Description of the task
Look for the word "ValueMap" in the material below, then report each line where it occurs.
** Extracted records follows **
//! Value tree scenarios
//!
//! End-to-end checks of merge, clone and equality through the public API.

use serde_json::json;
use std::sync::Arc;
use std::thread;
use treekit::{
    deep_clone, deep_equal, deep_merge, shallow_clone, shallow_equal, shallow_merge, Object,
    Value, ValueMap,
};

fn v(json: serde_json::Value) -> Value {
    Value::from(json)
}

// =============================================================================
// Merge
// =============================================================================

#[test]
fn test_deep_merge_nested_objects() {
    let target = v(json!({"a": {"b": 1}}));
    let result = deep_merge(&target, &[v(json!({"a": {"b": 1, "c": 2}}))]);

    assert!(deep_equal(&result, &v(json!({"a": {"b": 1, "c": 2}}))));
}

#[test]
fn test_shallow_merge_last_source_wins() {
    let target = v(json!({"a": 1, "b": 2}));
    let result = shallow_merge(&target, &[v(json!({"b": 3, "c": 4}))]);

    assert!(deep_equal(&result, &v(json!({"a": 1, "b": 3, "c": 4}))));
}

#[test]
fn test_deep_merge_chaining_matches_single_call() {
    let a = v(json!({"x": {"y": [1, 2], "z": "a"}, "k": 1}));
    let b = v(json!({"x": {"y": [3], "w": null}, "k": {"nested": true}}));

    let once = deep_merge(&Value::object(), &[a.clone(), b.clone()]);
    let chained = deep_merge(&deep_merge(&Value::object(), &[a]), &[b]);

    assert!(deep_equal(&once, &chained));
    assert!(deep_equal(
        &once,
        &v(json!({"x": {"y": [3, 2], "z": "a", "w": null}, "k": {"nested": true}}))
    ));
}

#[test]
fn test_concurrent_merges_into_disjoint_targets() {
    let source = Arc::new(v(json!({"settings": {"depth": 3, "tags": ["a", "b"]}})));

    let handles: Vec<_> = (0..4)
        .map(|i| {
            let source = Arc::clone(&source);
            thread::spawn(move || {
                let target = v(json!({"id": i}));
                deep_merge(&target, &[(*source).clone()]);
                target
            })
        })
        .collect();

    for (i, handle) in handles.into_iter().enumerate() {
        let merged = handle.join().unwrap();
        assert!(deep_equal(
            &merged,
            &v(json!({"id": i, "settings": {"depth": 3, "tags": ["a", "b"]}}))
        ));
    }
}

// =============================================================================
// Clone
// =============================================================================

#[test]
fn test_deep_clone_nested_references_are_independent() {
    let original = v(json!({"a": {"b": 1, "c": [2, 3]}}));
    let copy = deep_clone(&original);

    assert!(deep_equal(&copy, &original));
    assert!(!copy.same_ref(&original));
    let (a, copy_a) = (original.get("a").unwrap(), copy.get("a").unwrap());
    assert!(!copy_a.same_ref(&a));
    assert!(!copy_a.get("c").unwrap().same_ref(&a.get("c").unwrap()));
}

#[test]
fn test_shallow_vs_deep_clone_divergence() {
    let original = v(json!({"a": {"b": 1}}));
    let original_a = original.get("a").unwrap();
    let shallow_a = shallow_clone(&original).get("a").unwrap();
    let deep_a = deep_clone(&original).get("a").unwrap();

    assert!(shallow_a.same_ref(&original_a));
    assert!(!deep_a.same_ref(&original_a));
    assert!(deep_equal(&shallow_a, &original_a));
    assert!(deep_equal(&deep_a, &original_a));
}

#[test]
fn test_shallow_clone_array_keeps_elements() {
    let original = v(json!([1, 2, 3]));
    let copy = shallow_clone(&original);

    assert!(!copy.same_ref(&original));
    assert!(deep_equal(&copy, &original));
    let (xs, ys) = (
        original.as_array().unwrap().to_vec(),
        copy.as_array().unwrap().to_vec(),
    );
    assert!(xs.iter().zip(&ys).all(|(x, y)| treekit::strict_equal(x, y)));
}

// =============================================================================
// Equality
// =============================================================================

#[test]
fn test_deep_equal_leaf_type_mismatch() {
    assert!(!deep_equal(&v(json!({"a": 1})), &v(json!({"a": "1"}))));
}

#[test]
fn test_sequence_never_equals_plain_object() {
    assert!(!deep_equal(&v(json!([1, 2])), &v(json!({"0": 1, "1": 2}))));
}

#[test]
fn test_deep_equal_distinct_maps_with_nested_values() {
    let build = || {
        let map = ValueMap::new();
        map.insert(Value::from("first"), v(json!({"list": [1, {"x": true}]})));
        map.insert(Value::from(2), v(json!({"empty": {}})));
        Value::Map(map)
    };
    let (a, b) = (build(), build());

    assert!(!a.same_ref(&b));
    assert!(deep_equal(&a, &b));
    assert!(deep_equal(&b, &a));
}

#[test]
fn test_shallow_equal_one_level() {
    assert!(!shallow_equal(&v(json!({"a": {"b": 1}})), &v(json!({"a": {"b": 1}}))));
    assert!(shallow_equal(&v(json!({"a": 1})), &v(json!({"a": 1}))));
}

#[test]
fn test_equality_never_mutates_inputs() {
    let obj = Object::new();
    obj.insert("a", v(json!([1, 2])));
    let a = Value::Object(obj);
    let b = deep_clone(&a);

    assert!(deep_equal(&a, &b));
    assert!(shallow_equal(&a, &a));
    assert_eq!(a.as_object().unwrap().keys(), vec!["a".to_string()]);
    assert!(deep_equal(&a, &v(json!({"a": [1, 2]}))));
}
//! Value tree utilities.
//!
//! A dynamic [`Value`] model (primitives, dates, functions, arrays, plain
//! objects, sets and maps) with the operations that treat it as a tree:
//! deep and shallow merge, deep and shallow clone, deep and shallow
//! equality.
//!
//! Containers are shared handles. Everything here is synchronous and free of
//! I/O and global state; only the `target` of a merge is ever mutated.

mod ancestry;
mod clone;
mod equal;
mod error;
mod json;
mod merge;
mod predicates;
mod value;

pub use clone::{deep_clone, shallow_clone, shallow_clone_with, NestedCopy};
pub use equal::{
    deep_equal, deep_equal_with, same_value_zero, shallow_equal, strict_equal, EqualOptions,
    Membership,
};
pub use error::ConvertError;
pub use json::to_json;
pub use merge::{deep_merge, merge_layers, shallow_merge};
pub use predicates::{
    is_boolean, is_date, is_empty, is_function, is_map, is_nullish, is_number, is_plain_object,
    is_sequence, is_set, is_string, is_traversable,
};
pub use value::{Array, Function, Kind, Object, Value, ValueMap, ValueSet};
** End of Extracted records **
Result for this exercise
    Value, ValueMap,
        let map = ValueMap::new();
pub use value::{Array, Function, Kind, Object, Value, ValueMap, ValueSet};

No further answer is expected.